Così inizia il bigliettino di auguri che scrissi molti anni a mio figlio in occasione del suo compleanno.
A penna, su un foglio a quadretti di block notes, pensieri sparsi su quanto in quei primi tredici anni mi avesse reso felice ed orgogliosa di lui e quanta bellezza e gioia e sogni e vita avrebbero illuminato i suoi anni a venire. Quel bigliettino piegato in quattro accompagnava un numero abbastanza raro di Topolino. Così, come a dire «cresci, ma senza fretta».
«Buon Compleanno. È il tredicesimo ed è importante».
Così inizia uno dei miei racconti preferiti. Anzi, azzarderei dire proprio il mio preferito in assoluto. La sinossi è estremamente semplice: un ragazzino, nel giorno del suo tredicesimo compleanno, trascorre una giornata in piscina con la sua famiglia; sale sul trampolino, e lì si blocca. Questo è ciò che vediamo accadere. Quello che però succede veramente nel racconto, non lo possiamo vedere ma solo percepire, perché succede dentro al ragazzino. Un turbine di sensazioni, mirabilmente e dettagliatamente descritte dall’autore con una dovizia di particolari e sfumature che inesorabilmente fanno identificare il lettore con il protagonista, trasportandolo in quel luogo, in quel preciso momento e, ancora più incredibile, a quella specifica età. Forse anche per l’abilità e lo stile dell’autore che scrive il racconto in seconda persona, e quindi si rivolge a te, ti parla, parla di ciò che è successo anche a te, o forse per la sua estrema sensibilità nel saper toccare precise corde di ricordi e nostalgie lontane pronte a risuonare nel profondo di ciascuno.

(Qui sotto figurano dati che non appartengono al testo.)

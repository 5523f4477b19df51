//! TCP listener and the background serve task.
//!
//! # Responsibilities
//! - Bind to the configured address
//! - Run the accept/serve loop on its own task
//! - Stop accepting on request and drain within a deadline
//!
//! # States
//! ```text
//! Running → Draining → Closed
//! ```

use std::io;
use std::net::SocketAddr;
use std::time::{Duration, Instant};

use axum::Router;
use hyper_util::rt::{TokioExecutor, TokioIo};
use hyper_util::server::conn::auto;
use hyper_util::service::TowerToHyperService;
use tokio::net::{TcpListener, TcpStream};
use tokio::sync::{oneshot, watch};
use tokio::task::{JoinError, JoinHandle, JoinSet};

use crate::lifecycle::shutdown::DrainOutcome;
use crate::net::connection::InFlightTracker;

/// Error type for listener operations.
#[derive(Debug)]
pub enum ListenerError {
    /// Failed to bind to address.
    Bind { address: String, source: io::Error },
    /// The serve task died before reporting ready.
    Spawn(String),
}

impl std::fmt::Display for ListenerError {
    fn fmt(&self, f: &mut std::fmt::Formatter<'_>) -> std::fmt::Result {
        match self {
            ListenerError::Bind { address, source } => {
                write!(f, "Failed to bind {}: {}", address, source)
            }
            ListenerError::Spawn(reason) => write!(f, "Failed to start serve task: {}", reason),
        }
    }
}

impl std::error::Error for ListenerError {
    fn source(&self) -> Option<&(dyn std::error::Error + 'static)> {
        match self {
            ListenerError::Bind { source, .. } => Some(source),
            ListenerError::Spawn(_) => None,
        }
    }
}

/// Listener lifecycle state.
#[derive(Debug, Clone, Copy, PartialEq, Eq)]
pub enum ListenerState {
    /// Accepting connections.
    Running,
    /// No new connections, finishing in-flight requests.
    Draining,
    /// Serve task finished or was aborted.
    Closed,
}

/// How the serve task ended.
pub(crate) type ServeExit = Result<io::Result<()>, JoinError>;

/// Bind a TCP listener to `address`.
pub async fn bind(address: &str) -> Result<TcpListener, ListenerError> {
    let listener = TcpListener::bind(address)
        .await
        .map_err(|source| ListenerError::Bind {
            address: address.to_string(),
            source,
        })?;

    if let Ok(local_addr) = listener.local_addr() {
        tracing::info!(address = %local_addr, "Listener bound");
    }

    Ok(listener)
}

/// The bound listener, its serve task, and its active-request count.
#[derive(Debug)]
pub struct ListenerHandle {
    local_addr: SocketAddr,
    stop_tx: Option<oneshot::Sender<()>>,
    task: JoinHandle<io::Result<()>>,
    tracker: InFlightTracker,
    state: ListenerState,
}

impl ListenerHandle {
    /// Start serving `app` on a background task.
    ///
    /// Returns once the task is running, so callers may rely on the listener
    /// accepting connections.
    pub async fn spawn(
        listener: TcpListener,
        app: Router,
        tracker: InFlightTracker,
    ) -> Result<Self, ListenerError> {
        let local_addr = listener
            .local_addr()
            .map_err(|e| ListenerError::Spawn(e.to_string()))?;
        let (stop_tx, stop_rx) = oneshot::channel::<()>();
        let (ready_tx, ready_rx) = oneshot::channel::<()>();

        let task = tokio::spawn(async move {
            let _ = ready_tx.send(());
            serve(listener, app, stop_rx).await
        });

        ready_rx
            .await
            .map_err(|_| ListenerError::Spawn("serve task exited before start".to_string()))?;

        tracing::info!(address = %local_addr, "HTTP server accepting connections");

        Ok(Self {
            local_addr,
            stop_tx: Some(stop_tx),
            task,
            tracker,
            state: ListenerState::Running,
        })
    }

    pub fn local_addr(&self) -> SocketAddr {
        self.local_addr
    }

    pub fn state(&self) -> ListenerState {
        self.state
    }

    pub fn in_flight(&self) -> u64 {
        self.tracker.in_flight()
    }

    /// Ask the serve task to stop accepting. Only the first call has an effect.
    pub fn stop(&mut self) -> bool {
        match self.stop_tx.take() {
            Some(tx) => {
                let _ = tx.send(());
                self.state = ListenerState::Draining;
                tracing::info!(in_flight = self.tracker.in_flight(), "Listener stopped accepting");
                true
            }
            None => false,
        }
    }

    /// Stop accepting and wait up to `deadline` for in-flight requests.
    ///
    /// When the deadline elapses the serve task is aborted and the timeout is
    /// reported, never hidden.
    pub async fn drain(mut self, deadline: Duration) -> DrainOutcome {
        let started = Instant::now();
        self.stop();

        let outcome = match tokio::time::timeout(deadline, &mut self.task).await {
            Ok(Ok(Ok(()))) => DrainOutcome::Completed {
                elapsed: started.elapsed(),
            },
            Ok(Ok(Err(e))) => DrainOutcome::Failed {
                reason: e.to_string(),
            },
            Ok(Err(e)) => DrainOutcome::Failed {
                reason: e.to_string(),
            },
            Err(_) => {
                let in_flight = self.tracker.in_flight();
                // Dropping the serve task drops its connection set, which aborts
                // every connection still open.
                self.task.abort();
                let _ = (&mut self.task).await;
                DrainOutcome::TimedOut {
                    in_flight,
                    deadline,
                }
            }
        };
        self.state = ListenerState::Closed;

        match &outcome {
            DrainOutcome::Completed { elapsed } => {
                tracing::info!(elapsed_ms = elapsed.as_millis() as u64, "Drain completed");
            }
            DrainOutcome::TimedOut {
                in_flight,
                deadline,
            } => {
                tracing::error!(
                    in_flight = *in_flight,
                    deadline_ms = deadline.as_millis() as u64,
                    "Server forced to shutdown: drain deadline elapsed"
                );
            }
            DrainOutcome::Failed { reason } => {
                tracing::error!(error = %reason, "Serve task failed while draining");
            }
        }

        outcome
    }

    /// Kill the serve task without a stop request.
    #[cfg(test)]
    pub(crate) fn abort_serve_task(&self) {
        self.task.abort();
    }

    /// Resolve when the serve task ends on its own.
    ///
    /// Must not be polled again after it resolves.
    pub(crate) async fn exited(&mut self) -> ServeExit {
        (&mut self.task).await
    }
}

/// Describe a serve task that ended without being asked to stop.
pub(crate) fn describe_unexpected_exit(exit: ServeExit) -> String {
    match exit {
        Ok(Ok(())) => "serve task returned without a stop request".to_string(),
        Ok(Err(e)) => format!("serve task failed: {}", e),
        Err(e) if e.is_panic() => "serve task panicked".to_string(),
        Err(e) => format!("serve task aborted: {}", e),
    }
}

/// Accept loop. Every connection runs on its own task inside a `JoinSet`
/// owned by this future, so aborting the serve task closes all of them.
async fn serve(
    listener: TcpListener,
    app: Router,
    mut stop_rx: oneshot::Receiver<()>,
) -> io::Result<()> {
    let (close_tx, close_rx) = watch::channel(false);
    let mut connections = JoinSet::new();

    loop {
        tokio::select! {
            // A dropped sender also stops the server.
            _ = &mut stop_rx => break,
            accepted = listener.accept() => match accepted {
                Ok((stream, peer)) => {
                    tracing::trace!(peer = %peer, "Connection accepted");
                    connections.spawn(serve_connection(stream, app.clone(), close_rx.clone()));
                }
                Err(e) if is_connection_error(&e) => {
                    tracing::debug!(error = %e, "Connection failed before accept");
                }
                Err(e) => return Err(e),
            },
            Some(_) = connections.join_next(), if !connections.is_empty() => {}
        }
    }

    drop(listener);
    let _ = close_tx.send(true);
    tracing::debug!(open = connections.len(), "Waiting for open connections");
    while connections.join_next().await.is_some() {}

    Ok(())
}

async fn serve_connection(stream: TcpStream, app: Router, mut close_rx: watch::Receiver<bool>) {
    let builder = auto::Builder::new(TokioExecutor::new());
    let conn = builder.serve_connection_with_upgrades(
        TokioIo::new(stream),
        TowerToHyperService::new(app),
    );
    tokio::pin!(conn);

    let result = tokio::select! {
        result = conn.as_mut() => result,
        _ = async { close_rx.wait_for(|closing| *closing).await.map(|_| ()) } => {
            // Finish the request in progress, then close.
            conn.as_mut().graceful_shutdown();
            conn.await
        }
    };

    if let Err(e) = result {
        tracing::debug!(error = %e, "Connection closed with error");
    }
}

/// Errors that concern a single connection, not the listener.
fn is_connection_error(e: &io::Error) -> bool {
    matches!(
        e.kind(),
        io::ErrorKind::ConnectionRefused
            | io::ErrorKind::ConnectionAborted
            | io::ErrorKind::ConnectionReset
    )
}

L’ambientazione è estremamente fotografica: il tramonto di «un tondo lento sole settembrino», la piscina all’aperto con un suo odore limpido e azzurro, il cielo sterminato sopra Tucson in Arizona, uno snack bar, o meglio uno SN CK BAR, la sua famiglia: i genitori e una sorellina.

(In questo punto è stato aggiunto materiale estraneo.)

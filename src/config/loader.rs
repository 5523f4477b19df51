//! Settings loading from disk and the process environment.

use std::fs;
use std::path::Path;

use thiserror::Error;

use crate::config::schema::ServiceSettings;
use crate::config::validation::{validate_settings, ValidationError};

/// Error type for configuration loading.
#[derive(Debug, Error)]
pub enum ConfigError {
    #[error("IO error: {0}")]
    Io(#[from] std::io::Error),

    #[error("Parse error: {0}")]
    Parse(#[from] toml::de::Error),

    #[error("Validation failed: {}", join_errors(.0))]
    Validation(Vec<ValidationError>),
}

fn join_errors(errors: &[ValidationError]) -> String {
    errors
        .iter()
        .map(ToString::to_string)
        .collect::<Vec<_>>()
        .join(", ")
}

/// Load settings: defaults, then the optional TOML file, then environment overrides.
pub fn load_settings(path: Option<&Path>) -> Result<ServiceSettings, ConfigError> {
    let settings = match path {
        Some(path) => {
            let content = fs::read_to_string(path)?;
            toml::from_str(&content)?
        }
        None => ServiceSettings::default(),
    };

    resolve(settings, |key| std::env::var(key).ok())
}

/// Apply environment overrides through `lookup` and validate the result.
pub fn resolve<F>(mut settings: ServiceSettings, lookup: F) -> Result<ServiceSettings, ConfigError>
where
    F: Fn(&str) -> Option<String>,
{
    if let Some(port) = lookup("PORT") {
        settings.listener.port = port;
    }
    if let Some(host) = lookup("HOST") {
        settings.listener.host = host;
    }
    if let Some(environment) = lookup("ENV") {
        settings.environment = environment;
    }
    if let Some(level) = lookup("LOG_LEVEL") {
        settings.observability.log_level = level;
    }
    // Only the literal "true" enables a feature flag.
    if let Some(flag) = lookup("TRACING_ENABLED") {
        settings.tracing.enabled = flag == "true";
    }
    if let Some(flag) = lookup("METRICS_ENABLED") {
        settings.observability.metrics_enabled = flag == "true";
    }

    validate_settings(&settings).map_err(ConfigError::Validation)?;

    Ok(settings)
}

#[cfg(test)]
mod tests {
    use super::*;
    use std::collections::HashMap;

    fn env(pairs: &[(&str, &str)]) -> impl Fn(&str) -> Option<String> {
        let map: HashMap<String, String> = pairs
            .iter()
            .map(|(k, v)| (k.to_string(), v.to_string()))
            .collect();
        move |key| map.get(key).cloned()
    }

    #[test]
    fn empty_environment_yields_defaults() {
        let settings = resolve(ServiceSettings::default(), env(&[])).unwrap();
        assert_eq!(settings.listener.address(), "0.0.0.0:3000");
        assert_eq!(settings.environment, "development");
        assert!(!settings.tracing.enabled);
    }

    #[test]
    fn environment_overrides_file_values() {
        let settings = resolve(
            ServiceSettings::default(),
            env(&[("PORT", "8081"), ("ENV", "production"), ("TRACING_ENABLED", "true")]),
        )
        .unwrap();

        assert_eq!(settings.listener.port, "8081");
        assert!(settings.is_production());
        assert!(settings.tracing.enabled);
    }

    #[test]
    fn only_literal_true_enables_tracing() {
        let settings =
            resolve(ServiceSettings::default(), env(&[("TRACING_ENABLED", "TRUE")])).unwrap();
        assert!(!settings.tracing.enabled);

        let settings =
            resolve(ServiceSettings::default(), env(&[("TRACING_ENABLED", "1")])).unwrap();
        assert!(!settings.tracing.enabled);
    }

    #[test]
    fn invalid_port_is_rejected() {
        let err = resolve(ServiceSettings::default(), env(&[("PORT", "http")])).unwrap_err();
        match err {
            ConfigError::Validation(errors) => assert_eq!(errors[0].field, "listener.port"),
            other => panic!("unexpected error: {other}"),
        }
    }

    #[test]
    fn missing_file_is_io_error() {
        let err = load_settings(Some(Path::new("/definitely/not/here.toml"))).unwrap_err();
        assert!(matches!(err, ConfigError::Io(_)));
    }
}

L’aria è densa, il caldo si respira e appiccica, gli schiamazzi dell’affollata piscina sembrano quasi ovattati dall’afa e dai colori saturi della temperatura. La mamma e il papà sono sdraiati, prendono il sole. La sorellina gioca a mosca cieca con altre bambine. E qui i particolari non si contano neppure. Nell’inconfondibile stile dell’autore, si articola un lunghissimo elenco di elementi descrittivi, perfettamente armonici, a regalarci un’istantanea Polaroid del momento.
Dentro, intanto, tutti i sussulti e i mutamenti dell’adolescenza. Il corpo che cambia, che detta nuove attenzioni, che quasi vuole prendere le redini e governare tutto ciò che prima era sopito.
Ed è proprio questo raffronto tra il dentro e il fuori che segna il limite del passaggio. La transizione, non a caso mediata dall’acqua, elemento primordiale, da un’età all’altra.
Il racconto di un tardo pomeriggio in una piscina pubblica diventa il delicato sorprendente racconto del passaggio dalla preadolescenza all’adolescenza, e delle emozioni e sensazioni che l’accompagnano.
«Sei approdato a una nuova fragilità». Nuova, perché ogni età ha le proprie, e metterle a fuoco è la cosa più difficile. Riconoscerle, affrontarle e soprattutto accettarle.
«Buon compleanno. È un gran giorno, grande quanto la volta dell’intero cielo sudoccidentale. Ci hai pensato e ripensato. C’è l’alto trampolino. Loro se ne vorranno andare da un momento all’altro. Sali su e fallo».
E così si mette in fila. Ti metti in fila, perché quel ragazzino sei tu, a tredici anni. Ha paura, ma ormai è in fila con tutti gli altri ed è troppo complicato tornare indietro. Ogni piccolo avanzamento è minuziosamente descritto. Ad ogni piolo della scala avverte, e tu con lui, il dolore alla pianta dei piedi, perché i pioli sono sottilissimi. Non se l’aspettava. E naturalmente da lontano i pioli sembrano di meno. Quante cose, d’ora in poi, saranno come non si aspettava fossero.
E in questo continuo scrutare il 'dentro' e il 'fuori', il tempo. Dilatato, sospeso, muto.
«Fuori di te non passa tempo. È sbalorditivo. Il tardo balletto sottostante è al rallentatore, i movimenti dilatati di mimi in gelatina azzurra. Volendo potresti davvero restare qui per sempre, con una vibrazione interna così veloce da fluttuare immobile nel tempo, come un’ape su qualcosa di dolce».
David Foster Wallace
Il tempo, protagonista del racconto. Il tempo di salire una scala a pioli, il tempo che disegna cerchi d’acqua in piscina, il tempo di percorrere la tavola prima del tuffo. Il tempo che inesorabilmente ti accompagna e scandisce le età.
Tempo talmente ben descritto che diviene quasi palpabile, in un climax che ha il suo acme alla fine della lunga tavola di plastica bianca e ruvida, proprio dove ci sono due macchie scure lasciate negli anni dai talloni di tutti i precedenti tuffatori. Ed è incredibile come due semplici ovali neri possano diventare il limite di demarcazione tra un’età e un’altra. Da lì, con un salto, il tredicenne non sarà più il bambino di prima.
«C’è stato tempo in tutto questo tempo. Non puoi uccidere il tempo col cuore. Tutto richiede tempo. Le api si devono muovere rapidissime per restare immobili».
«Per sempre lassù», un racconto di David Foster Wallace. Il racconto più bello che io abbia mai letto.